§ **HOW TO COMPLETE THIS TASK**: State the number of lines in the material below that contain the word "super", without any other text.

§ **DATASET CONTENT**:
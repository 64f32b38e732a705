//! Scripted model that replays prepared rounds. Used by tests and demos.

use std::collections::VecDeque;
use std::sync::Mutex;
use std::time::Duration;

use async_trait::async_trait;
use tokio_util::sync::CancellationToken;

use super::{EventStream, ModelRequest, ModelStream, StreamEvent};
use crate::error::{KilnError, Result};

/// One scripted step of a round.
#[derive(Debug, Clone)]
pub enum ReplayStep {
    Event(StreamEvent),
    /// Raise a provider error and end the round.
    Fail {
        status: Option<u16>,
        message: String,
        retryable: bool,
    },
    Delay(Duration),
    /// Produce nothing more until cancelled.
    Hang,
}

impl ReplayStep {
    pub fn fail(status: u16, message: impl Into<String>) -> Self {
        Self::Fail {
            status: Some(status),
            message: message.into(),
            retryable: false,
        }
    }
}

impl From<StreamEvent> for ReplayStep {
    fn from(event: StreamEvent) -> Self {
        Self::Event(event)
    }
}

/// Each `open` consumes the next round; the request is recorded.
#[derive(Debug)]
pub struct ReplayModel {
    id: String,
    rounds: Mutex<VecDeque<Vec<ReplayStep>>>,
    requests: Mutex<Vec<ModelRequest>>,
}

impl ReplayModel {
    pub fn new(rounds: Vec<Vec<ReplayStep>>) -> Self {
        Self {
            id: "replay".to_string(),
            rounds: Mutex::new(rounds.into()),
            requests: Mutex::new(Vec::new()),
        }
    }

    /// Requests seen so far, in order.
    pub fn requests(&self) -> Vec<ModelRequest> {
        self.requests
            .lock()
            .map(|r| r.clone())
            .unwrap_or_default()
    }

    pub fn remaining_rounds(&self) -> usize {
        self.rounds.lock().map(|r| r.len()).unwrap_or_default()
    }
}

#[async_trait]
impl ModelStream for ReplayModel {
    fn model_id(&self) -> &str {
        &self.id
    }

    async fn open(&self, request: &ModelRequest, cancel: CancellationToken) -> Result<EventStream> {
        let round = self
            .rounds
            .lock()
            .unwrap_or_else(|poisoned| poisoned.into_inner())
            .pop_front()
            .ok_or_else(|| KilnError::InvalidState("replay script exhausted".into()))?;
        self.requests
            .lock()
            .unwrap_or_else(|poisoned| poisoned.into_inner())
            .push(request.clone());

        let stream = async_stream::stream! {
            for step in round {
                if cancel.is_cancelled() {
                    return;
                }
                match step {
                    ReplayStep::Event(event) => yield Ok(event),
                    ReplayStep::Fail { status, message, retryable } => {
                        yield Err(KilnError::Provider { status, message, retryable });
                        return;
                    }
                    ReplayStep::Delay(duration) => {
                        tokio::select! {
                            _ = cancel.cancelled() => return,
                            _ = tokio::time::sleep(duration) => {}
                        }
                    }
                    ReplayStep::Hang => {
                        cancel.cancelled().await;
                        return;
                    }
                }
            }
        };
        Ok(Box::pin(stream))
    }
}

#[cfg(test)]
mod tests {
    use super::*;
    use futures::StreamExt;

    fn request() -> ModelRequest {
        ModelRequest {
            session_id: "ses_1".into(),
            messages: vec![],
            tools: vec![],
        }
    }

    #[tokio::test]
    async fn replays_rounds_in_order() {
        let model = ReplayModel::new(vec![
            vec![StreamEvent::StartStep.into()],
            vec![ReplayStep::fail(503, "busy")],
        ]);
        let cancel = CancellationToken::new();

        let first: Vec<_> = model.open(&request(), cancel.clone()).await.unwrap().collect().await;
        assert_eq!(first.len(), 1);
        assert!(matches!(first[0], Ok(StreamEvent::StartStep)));

        let second: Vec<_> = model.open(&request(), cancel.clone()).await.unwrap().collect().await;
        assert!(matches!(&second[0], Err(err) if err.is_retryable()));

        assert!(model.open(&request(), cancel).await.is_err());
        assert_eq!(model.requests().len(), 2);
    }

    #[tokio::test]
    async fn hang_ends_on_cancel() {
        let model = ReplayModel::new(vec![vec![ReplayStep::Hang]]);
        let cancel = CancellationToken::new();
        let mut stream = model.open(&request(), cancel.clone()).await.unwrap();
        cancel.cancel();
        assert!(stream.next().await.is_none());
    }
}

§ **EXERCISE SOLUTION**: 2